//! Timed session scripts for driving a tracker outside a real UI.
//!
//! A script is a JSONL file, one host event per line, each stamped with its
//! offset from the start of the session:
//!
//! ```text
//! # a short feed that fits on screen
//! {"at_ms": 0, "type": "mount", "items": [{"id": "a", "view_count": 0}], "container": {"client_height": 800, "scroll_height": 400}}
//! {"at_ms": 0, "type": "register", "id": "a", "node": {"top": 120, "height": 90}}
//! {"at_ms": 3500, "type": "layout", "nodes": [{"id": "a", "top": -40, "height": 90}]}
//! ```
//!
//! Blank lines and lines starting with `#` are ignored. Offsets must not
//! decrease.

use std::fs::File;
use std::io::{BufRead, BufReader};
use std::path::Path;
use std::time::Duration;

use serde::Deserialize;
use thiserror::Error;
use tokio::time::{sleep_until, Instant};
use tracing::debug;

use crate::error::Result;
use crate::runtime::{TrackerCommand, TrackerHandle};
use crate::types::{Container, Item, ItemId, NodeRect, VisibilityEvent};

/// Errors that can occur while loading a script.
#[derive(Error, Debug)]
pub enum ReplayError {
    #[error("failed to read script: {0}")]
    Io(#[from] std::io::Error),

    #[error("invalid step on line {line}: {source}")]
    Parse {
        line: usize,
        #[source]
        source: serde_json::Error,
    },

    #[error("step on line {line} at {at_ms}ms comes before the previous step at {previous_ms}ms")]
    OutOfOrder {
        line: usize,
        at_ms: u64,
        previous_ms: u64,
    },
}

/// One timed host event.
#[derive(Debug, Clone, PartialEq, Deserialize)]
pub struct ReplayStep {
    pub at_ms: u64,
    #[serde(flatten)]
    pub action: ReplayAction,
}

#[derive(Debug, Clone, PartialEq, Deserialize)]
pub struct LayoutNode {
    pub id: ItemId,
    pub top: f64,
    pub height: f64,
}

#[derive(Debug, Clone, PartialEq, Deserialize)]
#[serde(tag = "type", rename_all = "snake_case")]
pub enum ReplayAction {
    Mount { items: Vec<Item>, container: Container },
    Replace { items: Vec<Item>, container: Container },
    Append { items: Vec<Item> },
    Register { id: ItemId, node: Option<NodeRect> },
    Unregister { id: ItemId },
    Layout { nodes: Vec<LayoutNode> },
    Visibility(VisibilityEvent),
    Scroll,
    Resize { container: Container },
    Dispose,
}

impl From<ReplayAction> for TrackerCommand {
    fn from(action: ReplayAction) -> Self {
        match action {
            ReplayAction::Mount { items, container } => Self::Mount { items, container },
            ReplayAction::Replace { items, container } => Self::ReplaceItems { items, container },
            ReplayAction::Append { items } => Self::AppendItems(items),
            ReplayAction::Register { id, node } => Self::Register { id, node },
            ReplayAction::Unregister { id } => Self::Unregister(id),
            ReplayAction::Layout { nodes } => Self::Layout(
                nodes
                    .into_iter()
                    .map(|node| (node.id, NodeRect::new(node.top, node.height)))
                    .collect(),
            ),
            ReplayAction::Visibility(event) => Self::Visibility(event),
            ReplayAction::Scroll => Self::Scroll,
            ReplayAction::Resize { container } => Self::Resize(container),
            ReplayAction::Dispose => Self::Dispose,
        }
    }
}

/// Parses a script from any buffered reader.
///
/// # Errors
///
/// Returns `ReplayError::Parse` with the 1-based line number of the first
/// invalid step, or `ReplayError::OutOfOrder` if offsets decrease.
pub fn parse_script<R: BufRead>(reader: R) -> std::result::Result<Vec<ReplayStep>, ReplayError> {
    let mut steps = Vec::new();
    let mut previous_ms = 0;

    for (index, line) in reader.lines().enumerate() {
        let line = line?;
        let trimmed = line.trim();
        if trimmed.is_empty() || trimmed.starts_with('#') {
            continue;
        }

        let number = index + 1;
        let step: ReplayStep = serde_json::from_str(trimmed).map_err(|source| ReplayError::Parse {
            line: number,
            source,
        })?;

        if step.at_ms < previous_ms {
            return Err(ReplayError::OutOfOrder {
                line: number,
                at_ms: step.at_ms,
                previous_ms,
            });
        }
        previous_ms = step.at_ms;
        steps.push(step);
    }

    Ok(steps)
}

/// Loads a script from a file.
///
/// # Errors
///
/// See [`parse_script`]; also fails if the file cannot be opened.
pub fn load_script(path: &Path) -> std::result::Result<Vec<ReplayStep>, ReplayError> {
    let file = File::open(path)?;
    parse_script(BufReader::new(file))
}

/// Plays `steps` into a running tracker, honouring their offsets.
///
/// Returns the number of steps sent.
///
/// # Errors
///
/// Returns `TrackerError::Stopped` if the tracker task ends mid-script.
pub async fn play(handle: &TrackerHandle, steps: Vec<ReplayStep>) -> Result<usize> {
    let start = Instant::now();
    let mut sent = 0;

    for step in steps {
        sleep_until(start + Duration::from_millis(step.at_ms)).await;
        debug!(at_ms = step.at_ms, action = ?step.action, "Replaying step");
        handle.send(step.action.into()).await?;
        sent += 1;
    }

    Ok(sent)
}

Problem statement >>
Where the string "await" appears in a line of the entries above, return that line.

Task output >>
        sleep_until(start + Duration::from_millis(step.at_ms)).await;
        handle.send(step.action.into()).await?;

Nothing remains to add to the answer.